Mais tarde, Isabel (sempre Isabel!), cai de uma cadeira e tomba desacordada no chão. Ana aproxima-se dela e imagina que sua irmã possa ter sofrido um grave acidente. No começo desacredita a mesma, pensando que ela está fingindo, mas depois se assusta e vai procurar ajuda. Ao percorrer os corredores e quartos de sua grande casa, acaba por parar por um momento e nesse instante seu rosto é agarrado por luvas gigantescas que remetem às mãos do monstro de Frankenstein. Mas não é o monstro, é sua irmã Isabel lhe pregando uma peça.
De um trem cai a próxima aparição do monstro de Frankenstein no filme. Ou melhor, rola, quando o soldado republicano espanhol se atira de um dos vagões do trem que passa perto da casa do poço constantemente visitada por Ana. O soldado se abriga no local e, claro, acaba sendo avistado pela menina. Esta oferece o relógio de seu pai para o soldado e lhe dá comida, quase que mimetizando a cena que viu no filme de James Whale. Em seguida ela vai embora e escurece. E na escuridão, flashes de luz representando tiros de fuzil se multiplicam dentro da casa.
O pai de Ana, Fernando, é chamado por um oficial espanhol para que lhe seja devolvido seu relógio. O soldado que se refugiou na casa do poço foi morto. Desconfiado das andanças de Ana, já que seu relógio só pode ter parado nas mãos do soldado por meio de uma das irmãs, Fernando a segue na próxima vez que ela vai fazer uma visita a casa do poço.
Ao chegar no local, a menina não entende o que pode ter acontecido. Vê sangue, mas o soldado já não está mais lá.
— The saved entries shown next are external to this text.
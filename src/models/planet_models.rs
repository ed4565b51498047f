use chrono::NaiveDateTime;
use diesel::prelude::{Insertable, Queryable};
use diesel::{AsChangeset, Selectable};
use serde::{Deserialize, Serialize};

#[derive(Queryable, Selectable, Serialize)]
#[diesel(table_name = crate::schema::planets)]
pub struct Planet {
    pub id: i32,
    pub name: String,
    pub climate: Option<String>,
    pub terrain: Option<String>,
    pub population: Option<i64>,
    pub created_at: Option<NaiveDateTime>,
}

#[derive(Insertable, Deserialize)]
#[diesel(table_name = crate::schema::planets)]
pub struct NewPlanet {
    pub name: String,
    pub climate: Option<String>,
    pub terrain: Option<String>,
    pub population: Option<i64>,
}

#[derive(AsChangeset, Deserialize)]
#[diesel(table_name = crate::schema::planets)]
#[diesel(treat_none_as_null = false)]
pub struct UpdatePlanet {
    pub name: Option<String>,
    pub climate: Option<String>,
    pub terrain: Option<String>,
    pub population: Option<i64>,
}
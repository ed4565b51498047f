pub mod db;
pub mod handlers;
pub mod middleware;
pub mod models;
pub mod routes;
pub mod schema;
pub mod utils;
Atrás dela está o seu pai. Ela foge. E de novo, só que agora à noite, aparece o monstro de Frankenstein. Mas dessa vez é uma alucinação dela. E o monstro não é o de James Whale e sim seu pai, travestido de monstro de Frankenstein.
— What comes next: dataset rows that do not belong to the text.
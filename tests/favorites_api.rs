//! End-to-end checks against a real Postgres database.
//!
//! Set `TEST_DATABASE_URL` to a throwaway database to run these; without
//! it the test is a no-op. Tables are created on the fly and truncated
//! at the start, so every run begins from an empty store.

use actix_web::{http::StatusCode, test, web, App};
use diesel::connection::SimpleConnection;
use diesel::prelude::*;
use diesel::r2d2::{self, ConnectionManager};
use diesel::PgConnection;
use serde_json::{json, Value};

use starbase::db::DbPool;
use starbase::models::character_models::{Character, NewCharacter};
use starbase::models::planet_models::{NewPlanet, Planet};
use starbase::models::user_models::{NewUser, User};
use starbase::routes;
use starbase::utils::token_utils::generate_jwt;

const SECRET: &[u8] = b"integration-secret";

fn test_pool() -> Option<DbPool> {
    let url = std::env::var("TEST_DATABASE_URL").ok()?;
    let manager = ConnectionManager::<PgConnection>::new(url);
    Some(
        r2d2::Pool::builder()
            .max_size(2)
            .build(manager)
            .expect("Failed to connect to TEST_DATABASE_URL"),
    )
}

fn reset_schema(conn: &mut PgConnection) {
    conn.batch_execute(
        r#"
        CREATE TABLE IF NOT EXISTS users (
            id SERIAL PRIMARY KEY,
            email VARCHAR(120) NOT NULL UNIQUE,
            password_hash TEXT NOT NULL,
            is_admin BOOLEAN NOT NULL DEFAULT FALSE,
            created_at TIMESTAMP
        );
        CREATE TABLE IF NOT EXISTS characters (
            id SERIAL PRIMARY KEY,
            name VARCHAR(100) NOT NULL,
            species VARCHAR(50),
            gender VARCHAR(20),
            birth_year VARCHAR(20),
            created_at TIMESTAMP
        );
        CREATE TABLE IF NOT EXISTS planets (
            id SERIAL PRIMARY KEY,
            name VARCHAR(100) NOT NULL,
            climate VARCHAR(50),
            terrain VARCHAR(50),
            population BIGINT,
            created_at TIMESTAMP
        );
        CREATE TABLE IF NOT EXISTS favorites (
            id SERIAL PRIMARY KEY,
            user_id INTEGER NOT NULL REFERENCES users (id),
            character_id INTEGER REFERENCES characters (id),
            planet_id INTEGER REFERENCES planets (id),
            added_at TIMESTAMP,
            UNIQUE (user_id, character_id),
            UNIQUE (user_id, planet_id)
        );
        TRUNCATE favorites, users, characters, planets RESTART IDENTITY CASCADE;
        "#,
    )
    .expect("Failed to prepare test schema");
}

fn seed_user(conn: &mut PgConnection, user_email: &str, admin: bool) -> User {
    diesel::insert_into(starbase::schema::users::table)
        .values(&NewUser {
            email: user_email.to_string(),
            password_hash: "unused".to_string(),
            is_admin: admin,
        })
        .get_result(conn)
        .expect("Failed to seed user")
}

fn bearer(token: &str) -> (&'static str, String) {
    ("Authorization", format!("Bearer {token}"))
}

#[actix_web::test]
async fn favorites_crud_roundtrip() {
    let Some(pool) = test_pool() else {
        eprintln!("TEST_DATABASE_URL not set; skipping");
        return;
    };

    let mut conn = pool.get().expect("Failed to get test connection");
    reset_schema(&mut conn);

    let user = seed_user(&mut conn, "luke@rebellion.org", false);
    let admin = seed_user(&mut conn, "mon.mothma@rebellion.org", true);

    let planet: Planet = diesel::insert_into(starbase::schema::planets::table)
        .values(&NewPlanet {
            name: "Dagobah".to_string(),
            climate: Some("murky".to_string()),
            terrain: Some("swamp".to_string()),
            population: None,
        })
        .get_result(&mut conn)
        .expect("Failed to seed planet");

    let character: Character = diesel::insert_into(starbase::schema::characters::table)
        .values(&NewCharacter {
            name: "Yoda".to_string(),
            species: None,
            gender: None,
            birth_year: Some("896BBY".to_string()),
        })
        .get_result(&mut conn)
        .expect("Failed to seed character");
    drop(conn);

    let app = test::init_service(
        App::new()
            .app_data(web::Data::new(pool.clone()))
            .app_data(web::Data::new(SECRET.to_vec()))
            .configure(routes::configure),
    )
    .await;

    let token = generate_jwt(user.id, SECRET);

    // Misses on the read surface carry the original messages.
    let resp =
        test::call_service(&app, test::TestRequest::get().uri("/people/9999").to_request()).await;
    assert_eq!(resp.status(), StatusCode::NOT_FOUND);
    let body: Value = test::read_body_json(resp).await;
    assert_eq!(body["message"], "Personaje not found");

    let resp =
        test::call_service(&app, test::TestRequest::get().uri("/planets/9999").to_request()).await;
    assert_eq!(resp.status(), StatusCode::NOT_FOUND);
    let body: Value = test::read_body_json(resp).await;
    assert_eq!(body["message"], "Planeta not found");

    // An existing user with nothing favorited gets an empty list, not a 404.
    let req = test::TestRequest::get()
        .uri("/users/favorites")
        .insert_header(bearer(&token))
        .to_request();
    let resp = test::call_service(&app, req).await;
    assert_eq!(resp.status(), StatusCode::OK);
    let body: Value = test::read_body_json(resp).await;
    assert_eq!(body, json!([]));

    // Add then list: the favorite shows up with its planet reference.
    let req = test::TestRequest::post()
        .uri(&format!("/favorite/planet/{}", planet.id))
        .insert_header(bearer(&token))
        .to_request();
    let resp = test::call_service(&app, req).await;
    assert_eq!(resp.status(), StatusCode::OK);
    let body: Value = test::read_body_json(resp).await;
    assert_eq!(body["message"], "Favorite planet added");

    let req = test::TestRequest::post()
        .uri(&format!("/favorite/planet/{}", planet.id))
        .insert_header(bearer(&token))
        .to_request();
    let resp = test::call_service(&app, req).await;
    assert_eq!(resp.status(), StatusCode::CONFLICT);

    let req = test::TestRequest::get()
        .uri("/users/favorites")
        .insert_header(bearer(&token))
        .to_request();
    let resp = test::call_service(&app, req).await;
    let body: Value = test::read_body_json(resp).await;
    let list = body.as_array().expect("favorites list");
    assert_eq!(list.len(), 1);
    assert_eq!(list[0]["user_id"], user.id);
    assert_eq!(list[0]["planet_id"], planet.id);
    assert!(list[0].get("character_id").is_none());

    // Remove, then the list is empty again.
    let req = test::TestRequest::delete()
        .uri(&format!("/favorite/planet/{}", planet.id))
        .insert_header(bearer(&token))
        .to_request();
    let resp = test::call_service(&app, req).await;
    assert_eq!(resp.status(), StatusCode::OK);
    let body: Value = test::read_body_json(resp).await;
    assert_eq!(body["message"], "Favorite planet deleted");

    let req = test::TestRequest::get()
        .uri("/users/favorites")
        .insert_header(bearer(&token))
        .to_request();
    let resp = test::call_service(&app, req).await;
    let body: Value = test::read_body_json(resp).await;
    assert_eq!(body, json!([]));

    // Removing again distinguishes a missing favorite from a missing user.
    let req = test::TestRequest::delete()
        .uri(&format!("/favorite/planet/{}", planet.id))
        .insert_header(bearer(&token))
        .to_request();
    let resp = test::call_service(&app, req).await;
    assert_eq!(resp.status(), StatusCode::NOT_FOUND);
    let body: Value = test::read_body_json(resp).await;
    assert_eq!(body["message"], "Favorite planet not found");

    let req = test::TestRequest::delete()
        .uri(&format!("/favorite/people/{}", character.id))
        .insert_header(bearer(&token))
        .to_request();
    let resp = test::call_service(&app, req).await;
    assert_eq!(resp.status(), StatusCode::NOT_FOUND);
    let body: Value = test::read_body_json(resp).await;
    assert_eq!(body["message"], "Favorite person not found");

    // A token for a user that no longer exists resolves before any row work.
    let ghost_token = generate_jwt(999_999, SECRET);
    for req in [
        test::TestRequest::get().uri("/users/favorites"),
        test::TestRequest::post().uri(&format!("/favorite/planet/{}", planet.id)),
        test::TestRequest::delete().uri(&format!("/favorite/people/{}", character.id)),
    ] {
        let resp =
            test::call_service(&app, req.insert_header(bearer(&ghost_token)).to_request()).await;
        assert_eq!(resp.status(), StatusCode::NOT_FOUND);
        let body: Value = test::read_body_json(resp).await;
        assert_eq!(body["message"], "User not found");
    }

    // Character favorites work symmetrically.
    let req = test::TestRequest::post()
        .uri(&format!("/favorite/people/{}", character.id))
        .insert_header(bearer(&token))
        .to_request();
    let resp = test::call_service(&app, req).await;
    assert_eq!(resp.status(), StatusCode::OK);
    let body: Value = test::read_body_json(resp).await;
    assert_eq!(body["message"], "Favorite person added");

    let req = test::TestRequest::get()
        .uri("/users/favorites")
        .insert_header(bearer(&token))
        .to_request();
    let resp = test::call_service(&app, req).await;
    let body: Value = test::read_body_json(resp).await;
    assert_eq!(body[0]["character_id"], character.id);

    // Favoriting a planet that does not exist hits the FK, not a 500.
    let req = test::TestRequest::post()
        .uri("/favorite/planet/999999")
        .insert_header(bearer(&token))
        .to_request();
    let resp = test::call_service(&app, req).await;
    assert_eq!(resp.status(), StatusCode::NOT_FOUND);
    let body: Value = test::read_body_json(resp).await;
    assert_eq!(body["message"], "Planeta not found");

    // Admin create: second user with the same email is a conflict.
    let admin_token = generate_jwt(admin.id, SECRET);
    let req = test::TestRequest::post()
        .uri("/admin/users")
        .insert_header(bearer(&admin_token))
        .set_json(json!({ "email": "wedge@rebellion.org", "password": "pw" }))
        .to_request();
    let resp = test::call_service(&app, req).await;
    assert_eq!(resp.status(), StatusCode::CREATED);

    let req = test::TestRequest::post()
        .uri("/admin/users")
        .insert_header(bearer(&admin_token))
        .set_json(json!({ "email": "wedge@rebellion.org", "password": "pw" }))
        .to_request();
    let resp = test::call_service(&app, req).await;
    assert_eq!(resp.status(), StatusCode::CONFLICT);
}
Fernando, que apesar de distante, mostrara no filme apenas sinais de amistosidade até o momento, mudou. Depois do instante na casa, também está revestido desse mistério insolúvel que engloba violência, morte e política que é incompreensível para Ana. E por isso, ao vê-lo em sua alucinação como o monstro, seus dentes batem sem parar, já que aquilo que lhe está mais próximo também não pode ser explicado ou compreendido. Tanto seu pai quanto sua irmã Isabel parecem ser feitos de um material diferente que o dela. Mistérios cercam a pequena Ana, incapaz de digerir tudo o que lhe está sendo jogado de uma só vez.
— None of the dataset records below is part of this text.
use actix_web::web::ReqData;
use actix_web::{web, HttpResponse, Responder, ResponseError};
use diesel::prelude::*;
use serde_json::json;

use crate::db::{get_conn, DbPool};
use crate::models::character_models::{Character, NewCharacter, UpdateCharacter};
use crate::models::token_models::Claims;
use crate::schema::characters::dsl::*;
use crate::schema::favorites::dsl as fav_dsl;
use crate::utils::auth_utils::require_admin;

pub async fn list_people(pool: web::Data<DbPool>) -> impl Responder {
    let mut conn = match get_conn(&pool) {
        Ok(c) => c,
        Err(e) => return e.error_response(),
    };

    match characters
        .select(Character::as_select())
        .load::<Character>(&mut conn)
    {
        Ok(list) => HttpResponse::Ok().json(list),
        Err(_) => HttpResponse::InternalServerError().finish(),
    }
}

pub async fn get_person(
    pool: web::Data<DbPool>,
    people_id_param: web::Path<i32>,
) -> impl Responder {
    let mut conn = match get_conn(&pool) {
        Ok(c) => c,
        Err(e) => return e.error_response(),
    };

    let people_id = people_id_param.into_inner();

    match characters
        .find(people_id)
        .select(Character::as_select())
        .first::<Character>(&mut conn)
        .optional()
    {
        Ok(Some(person)) => HttpResponse::Ok().json(person),
        Ok(None) => HttpResponse::NotFound().json(json!({ "message": "Personaje not found" })),
        Err(_) => HttpResponse::InternalServerError().finish(),
    }
}

pub async fn create_person(
    pool: web::Data<DbPool>,
    payload: web::Json<NewCharacter>,
    claims: ReqData<Claims>,
) -> impl Responder {
    let mut conn = match get_conn(&pool) {
        Ok(c) => c,
        Err(e) => return e.error_response(),
    };

    if let Err(resp) = require_admin(&mut conn, claims.sub) {
        return resp;
    }

    match diesel::insert_into(characters)
        .values(&payload.into_inner())
        .get_result::<Character>(&mut conn)
    {
        Ok(created) => HttpResponse::Created().json(created),
        Err(_) => HttpResponse::InternalServerError().body("Failed to create character"),
    }
}

pub async fn update_person(
    pool: web::Data<DbPool>,
    people_id_param: web::Path<i32>,
    payload: web::Json<UpdateCharacter>,
    claims: ReqData<Claims>,
) -> impl Responder {
    let mut conn = match get_conn(&pool) {
        Ok(c) => c,
        Err(e) => return e.error_response(),
    };

    if let Err(resp) = require_admin(&mut conn, claims.sub) {
        return resp;
    }

    let people_id = people_id_param.into_inner();

    let updated = diesel::update(characters.find(people_id))
        .set(&payload.into_inner())
        .execute(&mut conn);

    match updated {
        Ok(affected) if affected > 0 => {
            match characters
                .find(people_id)
                .select(Character::as_select())
                .first::<Character>(&mut conn)
            {
                Ok(person) => HttpResponse::Ok().json(person),
                Err(_) => HttpResponse::Ok().finish(),
            }
        }
        Ok(_) => HttpResponse::NotFound().json(json!({ "message": "Personaje not found" })),
        Err(_) => HttpResponse::InternalServerError().body("Failed to update character"),
    }
}

pub async fn delete_person(
    pool: web::Data<DbPool>,
    people_id_param: web::Path<i32>,
    claims: ReqData<Claims>,
) -> impl Responder {
    let mut conn = match get_conn(&pool) {
        Ok(c) => c,
        Err(e) => return e.error_response(),
    };

    if let Err(resp) = require_admin(&mut conn, claims.sub) {
        return resp;
    }

    let people_id = people_id_param.into_inner();

    // Favorites referencing the row go first so the FK never dangles.
    let deleted = conn.transaction::<usize, diesel::result::Error, _>(|conn| {
        diesel::delete(fav_dsl::favorites.filter(fav_dsl::character_id.eq(people_id)))
            .execute(conn)?;
        diesel::delete(characters.find(people_id)).execute(conn)
    });

    match deleted {
        Ok(count) if count > 0 => {
            HttpResponse::Ok().json(json!({ "message": "Personaje deleted" }))
        }
        Ok(_) => HttpResponse::NotFound().json(json!({ "message": "Personaje not found" })),
        Err(_) => HttpResponse::InternalServerError().body("Failed to delete character"),
    }
}
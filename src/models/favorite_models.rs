use chrono::NaiveDateTime;
use diesel::prelude::{Insertable, Queryable};
use serde::Serialize;

#[allow(dead_code)]
#[derive(Queryable)]
pub struct Favorite {
    pub id: i32,
    pub user_id: i32,
    pub character_id: Option<i32>,
    pub planet_id: Option<i32>,
    pub added_at: Option<NaiveDateTime>,
}

#[derive(Insertable)]
#[diesel(table_name = crate::schema::favorites)]
pub struct NewFavorite {
    pub user_id: i32,
    pub character_id: Option<i32>,
    pub planet_id: Option<i32>,
}

impl NewFavorite {
    pub fn character(user_id: i32, character_id: i32) -> Self {
        NewFavorite {
            user_id,
            character_id: Some(character_id),
            planet_id: None,
        }
    }

    pub fn planet(user_id: i32, planet_id: i32) -> Self {
        NewFavorite {
            user_id,
            character_id: None,
            planet_id: Some(planet_id),
        }
    }
}

/// A favorite points at exactly one of the two target tables.
#[derive(Serialize, Debug, PartialEq, Clone, Copy)]
#[serde(untagged)]
pub enum FavoriteTarget {
    Character { character_id: i32 },
    Planet { planet_id: i32 },
}

#[derive(Serialize)]
pub struct FavoriteResponse {
    pub id: i32,
    pub user_id: i32,
    #[serde(flatten)]
    pub target: FavoriteTarget,
}

impl TryFrom<Favorite> for FavoriteResponse {
    type Error = String;

    fn try_from(row: Favorite) -> Result<Self, Self::Error> {
        let target = match (row.character_id, row.planet_id) {
            (Some(character_id), None) => FavoriteTarget::Character { character_id },
            (None, Some(planet_id)) => FavoriteTarget::Planet { planet_id },
            _ => {
                return Err(format!(
                    "favorite {} must reference exactly one of character or planet",
                    row.id
                ))
            }
        };
        Ok(FavoriteResponse {
            id: row.id,
            user_id: row.user_id,
            target,
        })
    }
}

#[cfg(test)]
mod tests {
    use super::*;

    fn row(character_id: Option<i32>, planet_id: Option<i32>) -> Favorite {
        Favorite {
            id: 7,
            user_id: 1,
            character_id,
            planet_id,
            added_at: None,
        }
    }

    #[test]
    fn planet_row_converts() {
        let resp = FavoriteResponse::try_from(row(None, Some(5))).unwrap();
        assert_eq!(resp.target, FavoriteTarget::Planet { planet_id: 5 });
    }

    #[test]
    fn character_row_converts() {
        let resp = FavoriteResponse::try_from(row(Some(3), None)).unwrap();
        assert_eq!(resp.target, FavoriteTarget::Character { character_id: 3 });
    }

    #[test]
    fn both_targets_rejected() {
        assert!(FavoriteResponse::try_from(row(Some(3), Some(5))).is_err());
    }

    #[test]
    fn no_target_rejected() {
        assert!(FavoriteResponse::try_from(row(None, None)).is_err());
    }

    #[test]
    fn serializes_only_the_set_reference() {
        let resp = FavoriteResponse::try_from(row(None, Some(5))).unwrap();
        let value = serde_json::to_value(resp).unwrap();
        assert_eq!(
            value,
            serde_json::json!({ "id": 7, "user_id": 1, "planet_id": 5 })
        );
    }
}
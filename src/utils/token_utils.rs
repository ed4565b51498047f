use chrono::{Duration, Utc};
use jsonwebtoken::{decode, encode, DecodingKey, EncodingKey, Header, Validation};

use crate::models::token_models::Claims;

pub fn generate_jwt(user_id: i32, secret: &[u8]) -> String {
    let expiration = Utc::now() + Duration::hours(24);
    let claims = Claims {
        sub: user_id,
        exp: expiration.timestamp(),
    };
    encode(&Header::default(), &claims, &EncodingKey::from_secret(secret)).unwrap()
}

pub fn verify_jwt(token: &str, secret: &[u8]) -> Option<Claims> {
    decode::<Claims>(token, &DecodingKey::from_secret(secret), &Validation::default())
        .ok()
        .map(|data| data.claims)
}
Mais tarde, Ana é localizada e trazida para sua casa, em choque. Não come, não dorme, não vive. Mas, segundo o médico, essa fase vai passar. Foi uma experiência traumática, mas às vezes é das experiências traumáticas que os maiores ensinamentos são transmitidos e as maiores transformações se completam. Afinal, na última sequência do filme, Ana sai de sua cama, abre as portas envidraçadas do quarto e fala, quase que para si mesma: "Soy Ana." Ela está pronta para receber o monstro de Frankenstein de bom grado. Não é mais curiosidade e sim aceitação.
Aceitação do mistério que todas as coisas ao seu redor possuem. Simbolizadas através da figura do monstro, um símbolo tão amplo e bem desenvolvido que suscita associações múltiplas do começo ao final do filme.